Dining Etiquette with Sybil Davis
I think that Sybil D, our etiquette coach, suffers from a slight case of germophobia, but that is completely unrelated. One thing is clear: all of the bacteria that’s located on the bottom of one’s purse is completely unappetizing. This video lesson suggests that if you tend to carry one of those things around, you’re supposed to place it on your chair. And then I guess that you are supposed to sit on your purse? I bet she sits on her purse all the time, and that's why there is so much bacteria on it. When teaching video etiquette guides, Sybil prefers to sit in a huge room at a tiny table, with heaps upon heaps of empty plates in front of her. I have to wonder, Does anyone anywhere in the world still use this much fucking dinnerware? Raise a giant glass of whiskey (like the crystal goblet of booze featured on her tablescape) and toast to dear Sybil. Just remember not to “rub and scrub your mouth with a napkin, just BLOT, BLOT, as needed,” when you do.

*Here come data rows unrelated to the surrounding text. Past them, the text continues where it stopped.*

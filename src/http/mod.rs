//! Resilient HTTP transport.
//!
//! # Features
//!
//! - One shared session per run: connection pool, cookies, gzip
//! - Bounded retry with exponential backoff for transient 5xx statuses
//! - Streaming response persistence with partial-file cleanup
//!
//! Note: error handling uses explicit `Result<T, HttpError>` signatures;
//! do NOT define module-local `Result` aliases.

mod client;
mod constants;
mod error;
mod retry;

pub use client::{HttpClient, save_body};
pub use constants::{CONNECT_TIMEOUT_SECS, MEDIA_TIMEOUT_SECS, PAGE_TIMEOUT_SECS};
pub use error::HttpError;
pub use retry::{MAX_ATTEMPTS, RETRYABLE_STATUSES, RetryDecision, RetryPolicy, is_retryable_status};
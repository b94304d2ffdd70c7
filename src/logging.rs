//! Logging setup: console output plus an append-mode log file.

use std::fs::{File, OpenOptions};
use std::io;
use std::path::Path;

use tracing::warn;
use tracing_subscriber::EnvFilter;
use tracing_subscriber::fmt::writer::{BoxMakeWriter, MakeWriter};
use tracing_subscriber::layer::SubscriberExt;
use tracing_subscriber::util::SubscriberInitExt;

/// Hands out clones of one shared log file handle.
struct FileMakeWriter(File);

impl<'a> MakeWriter<'a> for FileMakeWriter {
    type Writer = File;

    #[allow(clippy::expect_used)]
    fn make_writer(&'a self) -> Self::Writer {
        self.0.try_clone().expect("failed to clone log file handle")
    }
}

/// Initializes tracing with a console sink and an append-mode file sink.
///
/// `RUST_LOG` overrides `default_directives` when set. When the log file
/// cannot be opened, logging degrades to console-only with a warning
/// instead of failing the run.
pub fn init(log_file: &Path, default_directives: &str) {
    let env_filter = EnvFilter::try_from_default_env()
        .unwrap_or_else(|_| EnvFilter::new(default_directives));

    match open_log_file(log_file) {
        Ok(file) => {
            let file_writer = BoxMakeWriter::new(FileMakeWriter(file));
            tracing_subscriber::registry()
                .with(env_filter)
                .with(tracing_subscriber::fmt::layer())
                .with(
                    tracing_subscriber::fmt::layer()
                        .with_writer(file_writer)
                        .with_ansi(false),
                )
                .init();
        }
        Err(error) => {
            tracing_subscriber::registry()
                .with(env_filter)
                .with(tracing_subscriber::fmt::layer())
                .init();
            warn!(
                path = %log_file.display(),
                %error,
                "could not open log file; console logging only"
            );
        }
    }
}

fn open_log_file(path: &Path) -> io::Result<File> {
    OpenOptions::new().create(true).append(true).open(path)
}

Dining Etiquette with Kristine Stewart
Our host, Kristine Stewart, is not the one that involves herself with onscreen teen vampire romances and tabloid scandals (that's Kristen), but is the one that immerses herself within the global etiquette landscape—more specifically, Hong Kong’s cutthroat dining scene. According to Kristine, an American, English dining is the most acceptable form of dining etiquette anywhere in the world. Her napkin routine seems extremely tedious, one that requires you to unfold it and refold it before placing it on your lap. If someone did this at the dinner table, I would probably wonder what the fuck is wrong with them. She also refuses to look at the camera, which I assume is proper etiquette.
Here we have Jill, surrounded by disgustingly gaudy china and silverware. I get the impression that her obsession with etiquette seems to stem from her obsession with dining equipment. This video is very high-definition, which is great, because I love staring at Jill's blue turtleneck and striped, padded suit jacket. “Slouching, slurping coffee, answering the phone…” I love when these ladies go on rants about bad manners.
If Someone Has Food Stuck in Their Teeth: Dining Etiquette
Gloria Starr's short and sweet video about letting someone know that they have spinach stuck in their teeth is a piece of performance art good enough to screen at the MoMA. I didn't know that you were supposed to excuse yourself from the table if you have food stuck in your teeth, so thank you for letting me know, Gloria. Stay tuned for her rant about “a top executive” and his olive pit scandal.
Top Dinner Etiquette, Table Manners Course, Proper Table Setting
If you’re not a Christian, don’t even think about watching this video. These manners are not for you to learn. This “Christian-based character etiquette program” is hosted by Jeanne, a woman who is standing in front of another collection of QVC-network-style china, in an echoey room without a microphone. This video doesn't actually share any etiquette tips—it’s a video pitch hustle for Jeanne’s six-week program on teaching your kids “important life skills,” because she believes that kids need a “firm foundation for the world that they are about to face.” Damn, Jeanne, it’s not that bad out here.